Raimi has always been a pastiche filmmaker with traditional sensibilities. His Spider-Man was so radical because it refused to be hip and new wave, and instead went for earnestness. For as mean as Drag Me to Hell is, it is still formally old school with its use of practical effects and puppeteer work. Raimi zipping the camera across space and spraying Lohman’s face with unidentified goo has the same wide-eyed passion of movie-making as it did in the 80s. On a more perverse level, I get a kick out of Raimi cooking up new gross excrements to throw at his actors’ faces all as a form of venting due to his frustrations on Spider-Man 3. In his mind, Avi Arad, his boss at Sony who forced him to add Venom to his story for merchandising, is the one being covered in excrement and not Lohman.

The metatextual commentary of Raimi unleashing his frustrations on this film is the most logical cause as to how he made the first truly cynical film of his career. While violent and gory, Evil Dead seems benign. There is even a sense of sympathy for the characters in A Simple Plan as they continue to push their luck out of pure greed. The guy had an interest in taking on a syrupy, dad-core Kevin Costner baseball movie. Even at his most zany and rebellious nature, Raimi is rooted in creating whole-hearted entertainment. Despite Drag Me to Hell being positioned as a return of form, the film is really more of a far cry for Raimi. It was the perfect kind of film to make as he got into older age and in the aftermath of dealing with the burden of franchise filmmaking.

As a tradition I’ve merely stumbled on, I tried to find a good passage from Roger Ebert’s review. I’m afraid that his review is really lacking. Anything he wrote circa 2009, when his health was quite poor in the midst of his battle with cancer. He’s a legend who earned the privilege to write reviews that were more about the plot and character beats of the horror genre rather than his usual populist analysis.

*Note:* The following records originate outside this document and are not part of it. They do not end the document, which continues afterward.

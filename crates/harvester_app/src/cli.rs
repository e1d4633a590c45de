use std::path::PathBuf;

use chrono::NaiveDate;
use clap::{ArgGroup, Parser, ValueEnum};
use log::LevelFilter;

use crate::logging::LogDestination;

/// Harvest posts from a search or a profile timeline into a CSV file.
#[derive(Debug, Parser)]
#[command(name = "tweet_harvest", version)]
#[command(group(
    ArgGroup::new("mode")
        .required(true)
        .args(["search_keyword", "from_user"]),
))]
pub struct Cli {
    /// Search keyword or phrase.
    #[arg(short = 's', long)]
    pub search_keyword: Option<String>,

    /// Harvest posts from this profile handle instead of a search.
    #[arg(short = 'u', long)]
    pub from_user: Option<String>,

    /// Number of posts to collect before stopping.
    #[arg(short = 'l', long, default_value_t = 100)]
    pub limit: usize,

    /// Earliest date (YYYY-MM-DD); search mode only.
    #[arg(short = 'f', long, value_parser = parse_date, requires = "search_keyword")]
    pub from_date: Option<String>,

    /// Latest date (YYYY-MM-DD); search mode only.
    #[arg(long, value_parser = parse_date, requires = "search_keyword")]
    pub to_date: Option<String>,

    /// Output file name without extension.
    #[arg(short = 'o', long)]
    pub output_filename: Option<String>,

    /// Keep only posts in this language (e.g. `en`).
    #[arg(long)]
    pub lang: Option<String>,

    /// Seconds to wait after each scroll.
    #[arg(long, value_name = "SECONDS")]
    pub delay: Option<u64>,

    /// Directory for the CSV output.
    #[arg(long)]
    pub output_dir: Option<PathBuf>,

    /// Directory of captured timeline responses to replay.
    #[arg(long, env = "HARVEST_CAPTURE_DIR")]
    pub capture_dir: PathBuf,

    /// RON file with default settings.
    #[arg(long)]
    pub config: Option<PathBuf>,

    #[arg(long, value_enum, default_value_t = LogLevel::Info)]
    pub log_level: LogLevel,

    #[arg(long, value_enum, default_value_t = LogDestination::Terminal)]
    pub log_to: LogDestination,
}

#[derive(Debug, Clone, Copy, PartialEq, Eq, ValueEnum)]
pub enum LogLevel {
    Error,
    Warn,
    Info,
    Debug,
    Trace,
}

impl From<LogLevel> for LevelFilter {
    fn from(level: LogLevel) -> Self {
        match level {
            LogLevel::Error => LevelFilter::Error,
            LogLevel::Warn => LevelFilter::Warn,
            LogLevel::Info => LevelFilter::Info,
            LogLevel::Debug => LevelFilter::Debug,
            LogLevel::Trace => LevelFilter::Trace,
        }
    }
}

fn parse_date(raw: &str) -> Result<String, String> {
    NaiveDate::parse_from_str(raw, "%Y-%m-%d")
        .map(|date| date.format("%Y-%m-%d").to_string())
        .map_err(|err| format!("expected YYYY-MM-DD: {err}"))
}

#[cfg(test)]
mod tests {
    use super::Cli;
    use clap::Parser;

    #[test]
    fn search_and_user_are_mutually_exclusive() {
        let both = Cli::try_parse_from([
            "tweet_harvest",
            "-s",
            "rust",
            "-u",
            "nasa",
            "--capture-dir",
            "caps",
        ]);
        assert!(both.is_err());

        let neither = Cli::try_parse_from(["tweet_harvest", "--capture-dir", "caps"]);
        assert!(neither.is_err());
    }

    #[test]
    fn dates_require_search_mode_and_valid_format() {
        let ok = Cli::try_parse_from([
            "tweet_harvest",
            "-s",
            "rust",
            "--from-date",
            "2024-01-05",
            "--capture-dir",
            "caps",
        ])
        .unwrap();
        assert_eq!(ok.from_date.as_deref(), Some("2024-01-05"));
        assert_eq!(ok.limit, 100);

        let bad = Cli::try_parse_from([
            "tweet_harvest",
            "-s",
            "rust",
            "--to-date",
            "05/01/2024",
            "--capture-dir",
            "caps",
        ]);
        assert!(bad.is_err());

        let profile_with_date = Cli::try_parse_from([
            "tweet_harvest",
            "-u",
            "nasa",
            "--from-date",
            "2024-01-05",
            "--capture-dir",
            "caps",
        ]);
        assert!(profile_with_date.is_err());
    }
}
use std::time::Duration;

use url::Url;

use crate::backoff::BackoffSettings;

pub const DEFAULT_SITE_HOST: &str = "x.com";

/// Keywords plus optional `YYYY-MM-DD` bounds.
#[derive(Debug, Clone, PartialEq, Eq, Default)]
pub struct SearchQuery {
    pub keywords: String,
    pub since: Option<String>,
    pub until: Option<String>,
}

impl SearchQuery {
    pub fn new(keywords: impl Into<String>) -> Self {
        Self {
            keywords: keywords.into(),
            ..Self::default()
        }
    }

    /// The query as typed into the search box.
    pub fn query_string(&self) -> String {
        let mut query = self.keywords.clone();
        if let Some(since) = &self.since {
            query.push_str(&format!(" since:{since}"));
        }
        if let Some(until) = &self.until {
            query.push_str(&format!(" until:{until}"));
        }
        query
    }
}

#[derive(Debug, Clone, PartialEq, Eq)]
pub enum HarvestMode {
    Search(SearchQuery),
    Profile { handle: String },
}

impl HarvestMode {
    /// Page whose timeline responses are harvested.
    pub fn target_url(&self, site_host: &str) -> Result<Url, url::ParseError> {
        match self {
            HarvestMode::Search(query) => {
                let mut url = Url::parse(&format!("https://{site_host}/search"))?;
                url.query_pairs_mut()
                    .append_pair("q", &query.query_string())
                    .append_pair("src", "typed_query")
                    .append_pair("f", "live");
                Ok(url)
            }
            HarvestMode::Profile { handle } => {
                Url::parse(&format!("https://{site_host}/{}", bare_handle(handle)))
            }
        }
    }

    pub fn describe(&self) -> String {
        match self {
            HarvestMode::Search(query) => format!("keyword '{}'", query.query_string()),
            HarvestMode::Profile { handle } => format!("user @{}", bare_handle(handle)),
        }
    }
}

/// Profile handle without a leading `@`.
pub(crate) fn bare_handle(handle: &str) -> &str {
    handle.trim_start_matches('@')
}

/// Settings for one harvest session.
#[derive(Debug, Clone)]
pub struct HarvestConfig {
    pub mode: HarvestMode,
    pub target_count: usize,
    /// Wait after each scroll for responses to arrive.
    pub scroll_delay: Duration,
    pub login_timeout: Duration,
    /// Keep only posts in this language; `None` or empty keeps everything.
    pub language: Option<String>,
    pub site_host: String,
    pub mailbox_capacity: usize,
    pub backoff: BackoffSettings,
}

impl HarvestConfig {
    pub fn new(mode: HarvestMode) -> Self {
        Self {
            mode,
            target_count: 100,
            scroll_delay: Duration::from_secs(3),
            login_timeout: Duration::from_secs(20),
            language: None,
            site_host: DEFAULT_SITE_HOST.to_string(),
            mailbox_capacity: 256,
            backoff: BackoffSettings::default(),
        }
    }

    pub fn home_url(&self) -> String {
        format!("https://{}/home", self.site_host)
    }
}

For most movies I watch, even the great ones, I always wish the ending was a little bit more harsh, dark, sad, or pick any adjective evoking negative emotions. Most movies are cynical for the first three quarters and then lose the tone in the 4th. Landing the plane is difficult, and because of that, filmmakers become too concerned with wrapping up the plot cleanly and concisely. This is particularly true with genre pictures. In the closing moments of Drag Me to Hell, I was expecting to be disappointed by an ending that plays it safe. I kept checking how much time was left, holding my breath for the tide to change. Christine waits for a train with Clay, and everything seems to be merry, signaling that she may have learned a lesson in morality. In fact, she did learn a lesson. Instead of passing her curse on to another living person, she digs underground in the pouring rain for the grave of the old woman who was ground zero and passes it on back to her, which was summoned in the form of a coat pin. Unbeknownst to her, she sent the wrong envelope, one that didn’t contain the pin. Her good deed was not good enough despite the effort, and as the title promises, Christine is dragged to hell, and the set piece is as mean as anything in the film. Now that’s what I’m talking about.